Читаем Океан славы и бесславия. Загадочное убийство XVI века и эпоха Великих географических открытий полностью

Хотя сам Лютер критиковал деспотичные предписания церкви в отношении рациона питания, это вовсе не означало, что пост не играл никакой роли в его представлении о благочестии; наоборот, от его последователей ожидали еще больших подвигов самоотречения, а Великий пост оставался частью реформаторского календаря, даже если остальные посты высмеивались. С первых дней Реформации последователи Лютера выступали против наводнения Германии шафраном, корицей и другими заморскими специями – в то время как люди в стране заменяли шерстяные одежды своих предков на шелковые, а многие протестантские авторы сетовали на немецкую тягу к перцу. Хотя эта страна производит все необходимое для жизни, писал один из сподвижников Лютера, но, словно природа всецело оставила их, они стремятся к чужим вещам, привозя свои одеяния, мясо и лекарства с Геркулесовых столбов, с острова Тапробана

[127], с реки Ганг и из мест более отдаленных,
нежели эти. Сам Лютер называл огромную ярмарку во Франкфурте золотой ямой, через которую утекает все богатство Германии, и утверждал, что если первые христиане покупали и продавали скот, шерсть, зерно, масло и молоко, то заморская торговля, которая доставляет из Калькутты, Индии и подобных мест такие товары, как дорогие шелка, изделия из золота и пряности, – служащие только для хвастовства, но не приносящие пользы, а лишь истощающие деньги страны и народа
, – не разрешалась бы, будь у нас правильное правительство и князья. В доме Лютера могли подавать тяжелую пищу (он любил жареное мясо и пиво), однако там никогда не было ничего экзотического; Катарина не допускала ни малейшего намека на расточительство и даже спрятала одну из пьютерных[128]
тарелок, которую Лютер хотел послать кому-то в подарок – подобный жест она считала ненужной экстравагантностью. Лютер проводил четкую параллель между тем, как простые немецкие вкусы испорчены иностранными деликатесами, и тем, как мясо христианства терялось среди многочисленных добавляемых гарниров. Верующие, по его мнению, должны вернуться к более простой жизни, которая также должна стать более локальной, оторванной от сети иностранных обычаев, паломничеств и специй, слишком легко завлекающих душу. При всей убежденности Лютера в том, что ключом к спасению является вера во Христа, в новом вероучении существовал кодекс поведения, который следовало соблюдать столь же строго, и центральное место в нем занимала верность местному, а не глобальному, и честная немецкая кухня пребывала выше отвратительной острой иностранной пищи. Перед отъездом из Виттенберга Дамиан также несколько раз побывал дома у Меланхтона, и увиденное впечатлило его сходным образом: жену теолога можно было найти за веретеном в одежде из старой холстины – истинное изображение святой бедности[129].
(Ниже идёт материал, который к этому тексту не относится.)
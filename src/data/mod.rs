// ============================================================
// Layer 4 — Data Pipeline
// ============================================================
// From selected file ids to tensor batches:
//
//   file ids
//       │
//       ▼
//   corpus        → fetch + join texts with "\n"
//       │
//       ▼
//   Vocabulary    → characters to ids (domain layer)
//       │
//       ▼
//   windowing     → (30-id window, next id) examples
//       │
//       ▼
//   splitter      → 95 % train / 5 % validation
//       │
//       ▼
//   batcher       → [batch, 30] Int tensors + [batch] targets

/// Fetches and concatenates corpus files
pub mod corpus;

/// Slides a fixed window over the encoded corpus
pub mod windowing;

/// Shuffles and splits examples into train/validation sets
pub mod splitter;

/// Stacks examples into Burn tensors
pub mod batcher;
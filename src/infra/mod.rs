// ============================================================
// Layer 6 — Infrastructure Layer
// ============================================================
//   weight_codec.rs    — parameters ↔ JSON blob, shape checks
//   memory_store.rs    — all storage traits, in process memory
//   directory_store.rs — all storage traits, on disk
//   metrics.rs         — append-only metrics CSV used by the
//                        directory store

pub mod directory_store;
pub mod memory_store;
pub mod metrics;
pub mod weight_codec;
// ============================================================
// Layer 1 — CLI Commands and Arguments
// ============================================================
// One subcommand per operation of the engine:
//
//   add-file / files / remove-file — corpus management
//   train                          — train a model on stored files
//   generate / chat                — sample from the newest model
//   status / metrics               — inspect stored models

use std::path::PathBuf;

use clap::{Args, Subcommand};

use crate::application::train_use_case::{TrainConfig, TrainRequest};

#[derive(Subcommand, Debug)]
pub enum Commands {
    /// Store a UTF-8 text file for training
    AddFile(AddFileArgs),

    /// List stored files, newest first
    Files,

    /// Delete a stored file
    RemoveFile(RemoveFileArgs),

    /// Train a new model on stored files
    Train(TrainArgs),

    /// Continue a seed text with the newest ready model
    Generate(GenerateArgs),

    /// Send one chat message and print the model's reply
    Chat(ChatArgs),

    /// Show every stored model and its progress
    Status,

    /// Print the per-epoch metrics of a model
    Metrics(MetricsArgs),
}

#[derive(Args, Debug)]
pub struct AddFileArgs {
    /// Path of the text file to store
    pub path: PathBuf,
}

#[derive(Args, Debug)]
pub struct RemoveFileArgs {
    /// Id shown by `files`
    pub id: u64,
}

/// All arguments for the `train` command.
#[derive(Args, Debug)]
pub struct TrainArgs {
    /// File to train on; repeat to concatenate several files in order
    #[arg(long = "file-id", required = true)]
    pub file_ids: Vec<u64>,

    /// Epoch count; 0 or absent picks it from the corpus length
    #[arg(long)]
    pub epochs: Option<usize>,

    /// Display name of the model
    #[arg(long)]
    pub name: Option<String>,

    /// Samples per optimiser step; absent picks it from the corpus length
    #[arg(long)]
    pub batch_size: Option<usize>,

    /// Adam learning rate
    #[arg(long)]
    pub lr: Option<f64>,

    /// Seed for initialisation and shuffling
    #[arg(long)]
    pub seed: Option<u64>,
}

impl TrainArgs {
    /// Overlay the flags that were given onto `config`.
    pub fn apply(&self, config: &mut TrainConfig) {
        if let Some(batch_size) = self.batch_size {
            config.batch_size = Some(batch_size);
        }
        if let Some(lr) = self.lr {
            config.learning_rate = lr;
        }
        if let Some(seed) = self.seed {
            config.seed = Some(seed);
        }
    }
}

/// The application layer never sees clap types.
impl From<&TrainArgs> for TrainRequest {
    fn from(a: &TrainArgs) -> Self {
        TrainRequest {
            name:     a.name.clone(),
            file_ids: a.file_ids.clone(),
            epochs:   a.epochs,
        }
    }
}

#[derive(Args, Debug)]
pub struct GenerateArgs {
    /// Text the generated characters continue
    #[arg(long, default_value = "")]
    pub seed: String,

    /// Number of characters to generate
    #[arg(long, default_value_t = 150)]
    pub length: usize,

    /// Sampling temperature; lower is more conservative
    #[arg(long, default_value_t = 0.7)]
    pub temperature: f32,
}

#[derive(Args, Debug)]
pub struct ChatArgs {
    /// The message to reply to
    pub message: String,

    /// Sampling temperature (default from the config, 0.7)
    #[arg(long)]
    pub temperature: Option<f32>,
}

#[derive(Args, Debug)]
pub struct MetricsArgs {
    /// Model id; defaults to the newest model
    #[arg(long)]
    pub model_id: Option<u64>,
}
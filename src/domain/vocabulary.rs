// ============================================================
// Layer 3 — Character Vocabulary (Tokenizer)
// ============================================================
// A closed, sorted set of single Unicode code points.
//
//   build("hello")  → [e, h, l, o]  → ids 0..4
//   encode("hole")  → [1, 3, 2, 0]
//   decode(3)       → 'o'
//
// Both directions are total: unknown characters encode to id 0
// and unknown ids decode to a space.

use std::collections::BTreeMap;

use serde::{Deserialize, Serialize};

/// Returned by `decode` for ids outside the vocabulary.
pub const UNKNOWN_CHAR: char = ' ';

/// Returned by `encode` for characters outside the vocabulary.
pub const UNKNOWN_ID: u32 = 0;

/// Bidirectional char ↔ id mapping for one trained model.
#[derive(Debug, Clone, PartialEq, Eq, Serialize, Deserialize)]
#[serde(into = "VocabularyRecord", try_from = "VocabularyRecord")]
pub struct Vocabulary {
    chars:    Vec<char>,
    char_ids: BTreeMap<char, u32>,
}

impl Vocabulary {
    /// Collect the distinct characters of `text`, sort them by code point
    /// and number them from zero.
    pub fn build(text: &str) -> Self {
        let mut chars: Vec<char> = text.chars().collect();
        chars.sort_unstable();
        chars.dedup();
        Self::from_sorted(chars)
    }

    fn from_sorted(chars: Vec<char>) -> Self {
        let char_ids = chars
            .iter()
            .enumerate()
            .map(|(i, &c)| (c, i as u32))
            .collect();
        Self { chars, char_ids }
    }

    /// Number of distinct characters.
    pub fn len(&self) -> usize {
        self.chars.len()
    }

    pub fn is_empty(&self) -> bool {
        self.chars.is_empty()
    }

    /// Id of `c`, if it is part of the vocabulary.
    pub fn id_of(&self, c: char) -> Option<u32> {
        self.char_ids.get(&c).copied()
    }

    /// Map every character to its id; unknown characters become `UNKNOWN_ID`.
    pub fn encode(&self, text: &str) -> Vec<u32> {
        text.chars()
            .map(|c| self.id_of(c).unwrap_or(UNKNOWN_ID))
            .collect()
    }

    /// Inverse lookup; out-of-range ids become `UNKNOWN_CHAR`.
    pub fn decode(&self, id: u32) -> char {
        self.chars.get(id as usize).copied().unwrap_or(UNKNOWN_CHAR)
    }
}

// ─── Wire form ────────────────────────────────────────────────────────────────
// Stored next to the weights as an explicit mapping, so the embedding
// width can be checked against it on restore.
#[derive(Debug, Clone, Serialize, Deserialize)]
#[serde(rename_all = "camelCase")]
struct VocabularyRecord {
    char_to_index: BTreeMap<String, u32>,
    index_to_char: BTreeMap<u32, String>,
    vocab_size:    usize,
}

impl From<Vocabulary> for VocabularyRecord {
    fn from(v: Vocabulary) -> Self {
        let char_to_index = v
            .char_ids
            .iter()
            .map(|(c, &i)| (c.to_string(), i))
            .collect();
        let index_to_char = v
            .chars
            .iter()
            .enumerate()
            .map(|(i, c)| (i as u32, c.to_string()))
            .collect();
        Self { char_to_index, index_to_char, vocab_size: v.chars.len() }
    }
}

impl TryFrom<VocabularyRecord> for Vocabulary {
    type Error = String;

    fn try_from(r: VocabularyRecord) -> Result<Self, Self::Error> {
        if r.index_to_char.len() != r.vocab_size || r.char_to_index.len() != r.vocab_size {
            return Err(format!(
                "vocabulary declares {} entries but maps {} / {}",
                r.vocab_size,
                r.char_to_index.len(),
                r.index_to_char.len()
            ));
        }

        let mut chars = Vec::with_capacity(r.vocab_size);
        for (expected, (id, s)) in r.index_to_char.iter().enumerate() {
            if *id as usize != expected {
                return Err(format!("vocabulary ids are not contiguous at {expected}"));
            }
            let mut it = s.chars();
            let c = match (it.next(), it.next()) {
                (Some(c), None) => c,
                _ => return Err(format!("vocabulary entry {id} is not a single character")),
            };
            if r.char_to_index.get(s.as_str()) != Some(id) {
                return Err(format!("vocabulary maps disagree for {s:?}"));
            }
            chars.push(c);
        }

        if chars.windows(2).any(|w| w[0] >= w[1]) {
            return Err("vocabulary characters are not in code-point order".into());
        }
        Ok(Self::from_sorted(chars))
    }
}

// ─── Unit Tests ───────────────────────────────────────────────────────────────
#[cfg(test)]
mod tests {
    use super::*;

    #[test]
    fn test_ids_are_sorted_and_contiguous() {
        let v = Vocabulary::build("hello world");
        let expected = [' ', 'd', 'e', 'h', 'l', 'o', 'r', 'w'];
        assert_eq!(v.len(), expected.len());
        for (i, &c) in expected.iter().enumerate() {
            assert_eq!(v.id_of(c), Some(i as u32));
            assert_eq!(v.decode(i as u32), c);
        }
    }

    #[test]
    fn test_round_trip_for_every_known_char() {
        let text = "Ünïcode — ok? 日本語\n\ttabs";
        let v = Vocabulary::build(text);
        for c in text.chars() {
            let ids = v.encode(&c.to_string());
            assert_eq!(v.decode(ids[0]), c);
        }
        let decoded: String = v.encode(text).into_iter().map(|id| v.decode(id)).collect();
        assert_eq!(decoded, text);
    }

    #[test]
    fn test_build_is_deterministic() {
        let a = Vocabulary::build("the quick brown fox");
        let b = Vocabulary::build("the quick brown fox");
        assert_eq!(a, b);
    }

    #[test]
    fn test_lenient_fallbacks() {
        let v = Vocabulary::build("abc");
        assert_eq!(v.encode("azc"), vec![0, 0, 2]);
        assert_eq!(v.decode(99), UNKNOWN_CHAR);
    }

    #[test]
    fn test_serde_round_trip() {
        let v = Vocabulary::build("Hello, World!\n");
        let json = serde_json::to_string(&v).unwrap();
        assert!(json.contains("\"vocabSize\":"));
        let back: Vocabulary = serde_json::from_str(&json).unwrap();
        assert_eq!(back, v);
    }

    #[test]
    fn test_rejects_inconsistent_record() {
        let json = r#"{"charToIndex":{"a":0,"b":1},"indexToChar":{"0":"a","2":"b"},"vocabSize":2}"#;
        assert!(serde_json::from_str::<Vocabulary>(json).is_err());
    }
}
use anyhow::Result;
use charnn::cli::Cli;
use clap::Parser;
use tracing_subscriber::EnvFilter;

fn main() -> Result<()> {
    let filter = EnvFilter::try_from_default_env()
        .or_else(|_| EnvFilter::try_new("charnn=info"))?;
    tracing_subscriber::fmt().with_env_filter(filter).init();

    let cli = Cli::parse();
    cli.run()
}
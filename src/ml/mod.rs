// ============================================================
// Layer 5 — ML / Model Layer (Burn)
// ============================================================
// All Burn framework code except tensor batching lives here.
//
//   recurrent.rs  — LSTM layer with recurrent dropout
//   attention.rs  — parameter-free attention pooling
//   model.rs      — embedding → 2 × LSTM → pooling → dense head
//   trainer.rs    — the epoch loop (Adam, cross-entropy, accuracy)
//   sampler.rs    — temperature scaling and categorical sampling
//   inferencer.rs — a restored model + vocabulary answering requests
//
// Backends: NdArray on the CPU by default; the `wgpu` feature
// switches to the WGPU backend. Training wraps it in Autodiff.

pub mod attention;
pub mod inferencer;
pub mod model;
pub mod recurrent;
pub mod sampler;
pub mod trainer;

#[cfg(not(feature = "wgpu"))]
pub type InferBackend = burn::backend::NdArray;

#[cfg(feature = "wgpu")]
pub type InferBackend = burn::backend::Wgpu;

pub type TrainBackend = burn::backend::Autodiff<InferBackend>;

/// Device shared by training and inference.
pub fn default_device() -> <InferBackend as burn::tensor::backend::Backend>::Device {
    Default::default()
}
// ============================================================
// Layer 2 — Application / Use Cases
// ============================================================
// Workflow coordination only: no tensor code, no file formats.
//
//   session.rs           — training slot, status snapshot, active model
//   train_use_case.rs    — validate → create record → train → promote
//   generate_use_case.rs — temperature sampling, chat replies, restore
//   files_use_case.rs    — corpus file management guarded by the session

pub mod files_use_case;
pub mod generate_use_case;
pub mod session;
pub mod train_use_case;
Лютер был не одинок в своем стремлении реагировать на всемирную торговлю ревностной пропагандой своего, а не иностранного. По всему миру в то же самое время набирали силу религиозные движения, которые отдавали предпочтение аскетизму и внутренней духовности, а не внешним материальным проявлениям благочестия: европейские протестанты в значительной степени разделяли взгляды с суфийскими марабутами Северной Африки и гуру сикхов на северо-западе Индии. При написании истории этих движений проявилось любопытное нежелание рассматривать их как реакцию на один и тот же опыт нестабильности, вызванной расширением рынков и основ власти – несмотря на то, что они зачастую (подобно Лютеру) прямо называли наступающие силы глобальных рынков и политики одним из своих главных врагов. Вместо этого считалось, что подобные религиозные движения возникают из внутренних противоречий и контекстов христианства, ислама или индийской религиозности. Однако само намерение рассматривать эти движения как локальные явления свидетельствует о мощном импульсе, из которого они проистекают: наше нежелание думать об этих движениях в глобальном смысле – часть их сопротивления внешнему политическому влиянию или растущей зависимости от иностранных рынков. Признать, что эти движения явились реакцией на одинаковые толчки и изломы глобализации – значит не только согласиться, что они реагировали на материальные обстоятельства, а не на откровения духа или скачки понимания, но и признать, что ни одно из них не обладало привилегированным знанием ситуации, и в действительности для понимания происходящего в каждом регионе могут потребоваться знания об остальном мире. Взгляд на события на локальном уровне может оказаться глубоко ошибочным; закономерности можно выявить только при глобальном рассмотрении. Сопротивление такому запутыванию могло быть достаточно сильным, чтобы, в свою очередь, сделать привлекательным любой нарратив, который предлагал сохранить видимость, вновь убеждая верующих в том, что ход истории действительно можно понять как часть их собственной локальной, личной и духовной битвы[130].


Перейти на страницу:

Похожие книги

Адмирал Советского Союза
Адмирал Советского Союза

Николай Герасимович Кузнецов – адмирал Флота Советского Союза, один из тех, кому мы обязаны победой в Великой Отечественной войне. В 1939 г., по личному указанию Сталина, 34-летний Кузнецов был назначен народным комиссаром ВМФ СССР. Во время войны он входил в Ставку Верховного Главнокомандования, оперативно и энергично руководил флотом. За свои выдающиеся заслуги Н.Г. Кузнецов получил высшее воинское звание на флоте и стал Героем Советского Союза.В своей книге Н.Г. Кузнецов рассказывает о своем боевом пути начиная от Гражданской войны в Испании до окончательного разгрома гитлеровской Германии и поражения милитаристской Японии. Оборона Ханко, Либавы, Таллина, Одессы, Севастополя, Москвы, Ленинграда, Сталинграда, крупнейшие операции флотов на Севере, Балтике и Черном море – все это есть в книге легендарного советского адмирала. Кроме того, он вспоминает о своих встречах с высшими государственными, партийными и военными руководителями СССР, рассказывает о методах и стиле работы И.В. Сталина, Г.К. Жукова и многих других известных деятелей своего времени.Воспоминания впервые выходят в полном виде, ранее они никогда не издавались под одной обложкой.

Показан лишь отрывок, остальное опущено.